Par Mireille Delmas-Marty (membre de l’Institut, professeur émérite au Collège de France) et Kathia Martin-Chenut (chercheur au CNRS, UMR ISJPS)
Dès les années 1970, l’implication d’entreprises transnationales dans des violations des droits de l’homme, pendant le régime de Pinochet ou l’apartheid, avait soulevé la question de savoir comment responsabiliser les quelque 7 000 entreprises transnationales qui existaient alors.
Elles sont désormais plus de 100 000, dont la sphère d’influence s’étend à quelque 900 000 entreprises qui se livrent à une concurrence féroce. Responsabiliser ces géants économiques privés devient un enjeu prioritaire de la gouvernance mondiale, sur lequel on aimerait d’ailleurs mieux connaître les engagements des candidats aux élections présidentielles.
Une avancée majeure
La loi sur le « devoir de vigilance des sociétés mères et des entreprises donneuses d’ordre », doit être saluée comme une avancée majeure.
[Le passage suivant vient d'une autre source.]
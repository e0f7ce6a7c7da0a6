//! Task CRUD, queries, and notification delivery.

use std::sync::Arc;

use anyhow::bail;
use chrono::{DateTime, Utc};
use tracing::{info, warn};

use remibot_store::TaskStore;
use remibot_types::ScheduledTask;

use crate::recurrence;
use crate::sink::NotificationSink;

const DATE_FORMAT: &str = "%d/%m/%Y %H:%M";

/// The only writer of task records.
///
/// Encapsulates recurrence validation and notification-message formatting;
/// everything else in the system reads and writes tasks through here.
pub struct TaskService {
    store: Arc<TaskStore>,
    sink: Arc<dyn NotificationSink>,
}

impl TaskService {
    pub fn new(store: Arc<TaskStore>, sink: Arc<dyn NotificationSink>) -> Self {
        Self { store, sink }
    }

    /// Create a one-off task.
    ///
    /// Past execution times are accepted on purpose: recurrence successors
    /// are computed relative to their predecessor, not to "now". Rejecting
    /// past times is a caller-side concern.
    pub async fn create_task(
        &self,
        title: &str,
        description: Option<&str>,
        execution_time: DateTime<Utc>,
        creator_id: &str,
        guild_id: Option<&str>,
        channel_id: Option<&str>,
    ) -> anyhow::Result<ScheduledTask> {
        let mut task = ScheduledTask::new(title, execution_time, creator_id);
        task.description = description.map(str::to_string);
        task.guild_id = guild_id.map(str::to_string);
        task.channel_id = channel_id.map(str::to_string);

        let task = self.store.save(&task).await?;
        info!(
            task_id = task.id,
            title = %task.title,
            at = %execution_time.format(DATE_FORMAT),
            "Task created"
        );
        Ok(task)
    }

    /// Create a recurring task. The pattern is validated up front; an
    /// unrecognized one is a configuration error, never coerced.
    #[allow(clippy::too_many_arguments)]
    pub async fn create_recurring_task(
        &self,
        title: &str,
        description: Option<&str>,
        first_execution_time: DateTime<Utc>,
        recurrence_pattern: &str,
        creator_id: &str,
        guild_id: Option<&str>,
        channel_id: Option<&str>,
    ) -> anyhow::Result<ScheduledTask> {
        if !recurrence::is_valid(recurrence_pattern) {
            bail!("unrecognized recurrence pattern: {recurrence_pattern:?}");
        }

        let mut task = ScheduledTask::new(title, first_execution_time, creator_id);
        task.description = description.map(str::to_string);
        task.guild_id = guild_id.map(str::to_string);
        task.channel_id = channel_id.map(str::to_string);
        task.recurring = true;
        task.recurrence_pattern = Some(recurrence_pattern.to_string());

        let task = self.store.save(&task).await?;
        info!(
            task_id = task.id,
            title = %task.title,
            pattern = recurrence_pattern,
            at = %first_execution_time.format(DATE_FORMAT),
            "Recurring task created"
        );
        Ok(task)
    }

    /// Partially update a task. None for an unknown id.
    pub async fn update_task(
        &self,
        id: i64,
        title: Option<&str>,
        description: Option<&str>,
        execution_time: Option<DateTime<Utc>>,
    ) -> anyhow::Result<Option<ScheduledTask>> {
        let Some(mut task) = self.store.find_by_id(id).await? else {
            return Ok(None);
        };

        if let Some(title) = title {
            task.title = title.to_string();
        }
        if let Some(description) = description {
            task.description = Some(description.to_string());
        }
        if let Some(execution_time) = execution_time {
            task.execution_time = execution_time;
        }

        let task = self.store.update(&task).await?;
        info!(task_id = id, "Task updated");
        Ok(Some(task))
    }

    /// Mark a task completed. False for an unknown id.
    pub async fn complete_task(&self, id: i64) -> anyhow::Result<bool> {
        let Some(mut task) = self.store.find_by_id(id).await? else {
            return Ok(false);
        };
        task.completed = true;
        self.store.update(&task).await?;
        info!(task_id = id, "Task completed");
        Ok(true)
    }

    /// Remove a task. False for an unknown id.
    pub async fn delete_task(&self, id: i64) -> anyhow::Result<bool> {
        let deleted = self.store.delete(id).await?;
        if deleted {
            info!(task_id = id, "Task deleted");
        }
        Ok(deleted)
    }

    pub async fn task_by_id(&self, id: i64) -> anyhow::Result<Option<ScheduledTask>> {
        Ok(self.store.find_by_id(id).await?)
    }

    pub async fn tasks_by_creator(&self, creator_id: &str) -> anyhow::Result<Vec<ScheduledTask>> {
        Ok(self.store.find_by_creator(creator_id).await?)
    }

    pub async fn tasks_by_guild(&self, guild_id: &str) -> anyhow::Result<Vec<ScheduledTask>> {
        Ok(self.store.find_by_guild(guild_id).await?)
    }

    /// Incomplete tasks due at or before `instant`, earliest first.
    pub async fn tasks_due_before(
        &self,
        instant: DateTime<Utc>,
    ) -> anyhow::Result<Vec<ScheduledTask>> {
        Ok(self.store.find_due_before(instant).await?)
    }

    /// Format and deliver the reminder for a task.
    ///
    /// On success the `notification_sent` flag is persisted; on failure it
    /// stays false and the task remains eligible for a later attempt.
    pub async fn send_task_notification(&self, task: &ScheduledTask) -> bool {
        let text = build_notification_message(task);
        let destination = task.destination();

        match self.sink.deliver(&destination, &text).await {
            Ok(()) => {
                let mut updated = task.clone();
                updated.notification_sent = true;
                match self.store.update(&updated).await {
                    Ok(_) => info!(task_id = task.id, "Notification delivered"),
                    Err(e) => warn!(
                        task_id = task.id,
                        "Notification delivered but flag not persisted: {e}"
                    ),
                }
                true
            }
            Err(e) => {
                warn!(task_id = task.id, "Notification delivery failed: {e:#}");
                false
            }
        }
    }
}

fn build_notification_message(task: &ScheduledTask) -> String {
    let mut message = String::new();
    message.push_str(":alarm_clock: **Task reminder**\n\n");
    message.push_str(&format!(":pushpin: **{}**\n", task.title));

    if let Some(description) = task.description.as_deref().filter(|d| !d.is_empty()) {
        message.push_str(&format!(":notepad_spiral: {description}\n"));
    }

    message.push_str(&format!(
        ":calendar: Due: {}\n",
        task.execution_time.format(DATE_FORMAT)
    ));

    if task.recurring {
        let label = task
            .recurrence_pattern
            .as_deref()
            .map(recurrence::describe)
            .unwrap_or_else(|| "unknown".to_string());
        message.push_str(&format!(":repeat: Recurring: {label}\n"));
    }

    message.push_str(&format!("\n<@{}>", task.creator_id));
    message
}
Elle vient d’être votée par le parlement français après un processus législatif long et mouvementé. Pourtant, les adversaires de cette loi ont saisi le Conseil constitutionnel, certains considérant que ce texte serait incompatible avec le principe de la liberté d’entreprendre, sur lequel le Conseil constitutionnel français avait fondé la censure en décembre 2016 de la loi Sapin II (reporting public pays par pays visant à limiter les pratiques dites d’optimisation fiscale des transnationales).
Quand il s’agit de prévenir des violations des droits humains particulièrement graves, opposer la liberté d’entreprendre au devoir de vigilance aboutirait à placer le droit au service des seuls intérêts économiques. A ce grave recul par rapport à la légitimité éthique s’ajouterait, du point de vue de l’efficacité empirique, un véritable déni de réalité devant l’ampleur des mutations en cours.
Dans un monde interdépendant, où ni les flux économiques et financiers, ni les risques environnementaux, sanitaires ou sociaux, ni les crimes transnationaux, ne s’arrêtent aux frontières des Etats, il faut en effet résoudre deux difficultés propres au caractère « trans » national des entreprises.
D’une part leur ubiquité, qui facilite le déplacement des activités en fonction des législations les plus favorables, tandis que les Etats, dits souverains, sont tenus par le principe de territorialité qui arrête la souveraineté aux frontières.
D’autre part leur organisation réticulaire, qui empêche d’identifier les responsables, protégés par l’opacité de la chaîne des valeurs.